De hecho, Ramón y Cajal, a pesar de su incuestionable prestigio, jamás tuvo el tirón de las grandes personalidades del período y, mucho menos, de los grandes referentes, como Unamuno y Ortega y Gasset. Probablemente contribuyó a ello su propio carácter, su mesura y su sentido de la prudencia, que le impedían sentar cátedra en todos aquellos asuntos (culturales, sociales, políticos) que, además de opinables, quedaban claramente fuera de su esfera de especialización. Ello no le frenaba en participar gustoso en los debates y polémicas del momento, pero siempre con un registro de moderación y un tono refractario al dogmatismo. De ahí que con gusto, pero también con una actitud humilde –a veces parecía como si quisiera hacerse perdonar−, cogiera la pluma para expresar sus opiniones sobre el mundo que lo rodeaba. También en su caso, como en las tertulias urbanas, para explayarse sobre lo humano y lo divino: sobre algunas cuestiones frívolas, sobre la condición humana, sobre la vida en general, sobre el país que le había tocado en suerte y, naturalmente, sobre los grandes temas concretos que estaban en el candelero. Todo eso es lo que llena las páginas de este clásico que denominó Charlas de café, un título de la cosecha cajaliana que habría que poner en el apartado de su producción biográfica y humanística, con esos otros volúmenes tan celebrados como Recuerdos de mi vida y El mundo visto a los ochenta años.
No diré que Charlas de café es un libro muy conocido entre los lectores de hoy día (porque me temo que a Cajal no se lo lee ni poco ni mucho, sino más bien nada), pero sí me atrevo a señalar que es una obra que al público culto le suena y que aún despierta cierta curiosidad. De hecho, es un título que conoció cuatro ediciones −en vida del autor−, que sufrieron sucesivas modificaciones e incorporaciones: a la edición original, la de 1920, le siguió muy pronto –dos meses después− una segunda notablemente ampliada; sólo dos años más tarde salió a la luz una tercera, también revisada, y, por último, en 1932 se publicó la cuarta, con nuevas correcciones. Luego, tras la muerte de Cajal, el libro se reeditó a lo largo de los años con un moderado pero sostenido tirón, de manera que no es muy arriesgado suponer que muchos de los lectores que lean este comentario tendrán en mente o en los anaqueles de su biblioteca el librito de marras en el inolvidable formato de la colección Austral de Espasa-Calpe. De hecho, el que yo poseo es la undécima reimpresión, fechada en 1982. Ahora, Fondo de Cultura Económica presenta una nueva edición, con un estudio introductorio y notas a cargo de Francisco Fuster.

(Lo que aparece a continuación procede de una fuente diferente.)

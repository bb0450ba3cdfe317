//! Audit logging system for fincalc
//!
//! Records every create, update and delete of ledger entities, and every
//! import, in an append-only JSONL log next to the ledger file.
//!
//! - `AuditEntry`: one operation on one entity, with before/after values.
//! - `AuditLogger`: appends entries to the log and reads them back.
//! - `generate_diff`: human-readable summary of an edit.

mod diff;
mod entry;
mod logger;

pub use diff::generate_diff;
pub use entry::{AuditEntry, EntityType, Operation};
pub use logger::AuditLogger;
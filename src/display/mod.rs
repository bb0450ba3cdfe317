//! Display formatting for terminal output
//!
//! Tables for the live ledger, folders and history, plus the currency
//! formatter they share.

pub mod currency;
pub mod folder;
pub mod history;
pub mod ledger;

pub use currency::{format_amount, Currency, Formatter, LocaleFormatter};
pub use folder::{format_folder_details, format_folder_list};
pub use history::format_month_list;
pub use ledger::{format_expense_list, format_item_list, format_totals};
//! Service layer for fincalc
//!
//! Each module exposes plain operations over `&mut Document` plus a service
//! struct that runs them through [`crate::storage::Storage`], so every change
//! is validated, saved and audited in one place.

pub mod archive;
pub mod calculator;
pub mod history;
pub mod import;
pub mod ledger;

pub use archive::{ArchiveService, FolderSummary};
pub use calculator::LedgerTotals;
pub use history::HistoryService;
pub use import::{ImportDocument, ImportMode, ImportResult, ImportService};
pub use ledger::{ExpensePatch, ItemPatch, LedgerService};

/// Pick the ID matching `identifier` exactly, or the only ID it is a prefix of
pub(crate) fn match_id<'a>(
    ids: impl Iterator<Item = &'a str> + Clone,
    identifier: &str,
) -> Option<&'a str> {
    let identifier = identifier.trim();
    if identifier.is_empty() {
        return None;
    }
    if let Some(exact) = ids.clone().find(|id| *id == identifier) {
        return Some(exact);
    }

    let mut prefixed = ids.filter(|id| id.starts_with(identifier));
    match (prefixed.next(), prefixed.next()) {
        (Some(only), None) => Some(only),
        _ => None,
    }
}
//! Custom error types for fincalc
//!
//! This module defines the error hierarchy for the application using thiserror
//! for ergonomic error definitions.

use thiserror::Error;

/// The main error type for fincalc operations
#[derive(Error, Debug)]
pub enum FincalcError {
    /// Configuration-related errors
    #[error("Configuration error: {0}")]
    Config(String),

    /// File I/O errors
    #[error("I/O error: {0}")]
    Io(String),

    /// JSON serialization/deserialization errors
    #[error("JSON error: {0}")]
    Json(String),

    /// A rejected operation: missing name, no folder selected, empty month
    #[error("Validation error: {0}")]
    Validation(String),

    /// Entity not found errors
    #[error("{entity_type} not found: {identifier}")]
    NotFound {
        entity_type: &'static str,
        identifier: String,
    },

    /// An import document without the expected top-level fields
    ///
    /// The caller must confirm explicitly before the import proceeds.
    #[error("Unexpected document structure: missing {}", .missing.join(", "))]
    StructuralMismatch { missing: Vec<&'static str> },

    /// Import errors
    #[error("Import error: {0}")]
    Import(String),

    /// Export errors
    #[error("Export error: {0}")]
    Export(String),

    /// Storage errors
    #[error("Storage error: {0}")]
    Storage(String),
}

impl FincalcError {
    /// Create a "not found" error for items
    pub fn item_not_found(identifier: impl Into<String>) -> Self {
        Self::NotFound {
            entity_type: "Item",
            identifier: identifier.into(),
        }
    }

    /// Create a "not found" error for expenses
    pub fn expense_not_found(identifier: impl Into<String>) -> Self {
        Self::NotFound {
            entity_type: "Expense",
            identifier: identifier.into(),
        }
    }

    /// Create a "not found" error for folders
    pub fn folder_not_found(identifier: impl Into<String>) -> Self {
        Self::NotFound {
            entity_type: "Folder",
            identifier: identifier.into(),
        }
    }

    /// Create a "not found" error for jobs
    pub fn job_not_found(identifier: impl Into<String>) -> Self {
        Self::NotFound {
            entity_type: "Job",
            identifier: identifier.into(),
        }
    }

    /// Create a "not found" error for history months
    pub fn month_not_found(month: impl Into<String>) -> Self {
        Self::NotFound {
            entity_type: "History month",
            identifier: month.into(),
        }
    }

    /// Check if this is a "not found" error
    pub fn is_not_found(&self) -> bool {
        matches!(self, Self::NotFound { .. })
    }

    /// Check if this is a validation error
    pub fn is_validation(&self) -> bool {
        matches!(self, Self::Validation(_))
    }

    /// Check if this is a structural mismatch awaiting confirmation
    pub fn is_structural_mismatch(&self) -> bool {
        matches!(self, Self::StructuralMismatch { .. })
    }
}

impl From<std::io::Error> for FincalcError {
    fn from(err: std::io::Error) -> Self {
        Self::Io(err.to_string())
    }
}

impl From<serde_json::Error> for FincalcError {
    fn from(err: serde_json::Error) -> Self {
        Self::Json(err.to_string())
    }
}

/// Result type alias for fincalc operations
pub type FincalcResult<T> = Result<T, FincalcError>;

#[cfg(test)]
mod tests {
    use super::*;

    #[test]
    fn test_error_display() {
        let err = FincalcError::Config("test error".into());
        assert_eq!(err.to_string(), "Configuration error: test error");
    }

    #[test]
    fn test_not_found_error() {
        let err = FincalcError::folder_not_found("Clients");
        assert_eq!(err.to_string(), "Folder not found: Clients");
        assert!(err.is_not_found());
        assert!(!err.is_validation());
    }

    #[test]
    fn test_month_not_found_error() {
        let err = FincalcError::month_not_found("2024-05");
        assert_eq!(err.to_string(), "History month not found: 2024-05");
    }

    #[test]
    fn test_structural_mismatch_display() {
        let err = FincalcError::StructuralMismatch {
            missing: vec!["items", "expenses"],
        };
        assert_eq!(
            err.to_string(),
            "Unexpected document structure: missing items, expenses"
        );
        assert!(err.is_structural_mismatch());
    }

    #[test]
    fn test_from_io_error() {
        let io_err = std::io::Error::new(std::io::ErrorKind::NotFound, "file not found");
        let err: FincalcError = io_err.into();
        assert!(matches!(err, FincalcError::Io(_)));
    }
}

Fuster es un joven historiador valenciano que ha ido forjándose en los últimos años una sólida reputación con estudios originales, ediciones y compilaciones de los más destacados representantes de la Edad de Plata. Además de su exhaustivo análisis de El árbol de la ciencia (Baroja y España. Un amor imposible, Madrid, Fórcola, 2014), Fuster ha rescatado artículos desconocidos o semiolvidados de Azorín o del propio Baroja y ha publicado diversas ediciones críticas de dichos autores y también de otros coetáneos, en especial de Julio Camba, autor que parece interesarle especialmente, puesto que entre 2013 y 2015 ha recopilado textos y prologado cuatro diferentes libros del humorista gallego. También se ha ocupado de recuperar al Rubén Darío menos conocido, editando dos obras menores del nicaragüense, y ha extendido sus tentáculos a autores tan diversos como Feijoo, Cela o García Mercadal, siempre en esa misma línea de desempolvar artículos remotos o editar textos postergados o hasta cierto punto ignorados. Su edición de las Charlas de café es ejemplar, con una pequeña introducción que ubica con precisión al autor y a la obra en su contexto, y unas notas aclaratorias, sobre todo en el sentido de precisiones bibliográficas, que proporcionan información suplementaria sin atosigar al lector con alardes eruditos. Su magnífico trabajo sólo tiene una leve sombra al no corregir con una nota aclaratoria un despiste de Cajal que atribuye erróneamente al «espiritual poeta Manuel Machado» una conocidísima cita de su hermano Antonio. Por si fuera poco, la transcripción que hace el propio don Santiago es incorrecta, porque computa «que de diez cabezas dos discurren y ocho embisten», cuando Antonio Machado −más pesimista− elevaba, como es sabido, la desproporción: «de diez cabezas, nueve embisten y una piensa».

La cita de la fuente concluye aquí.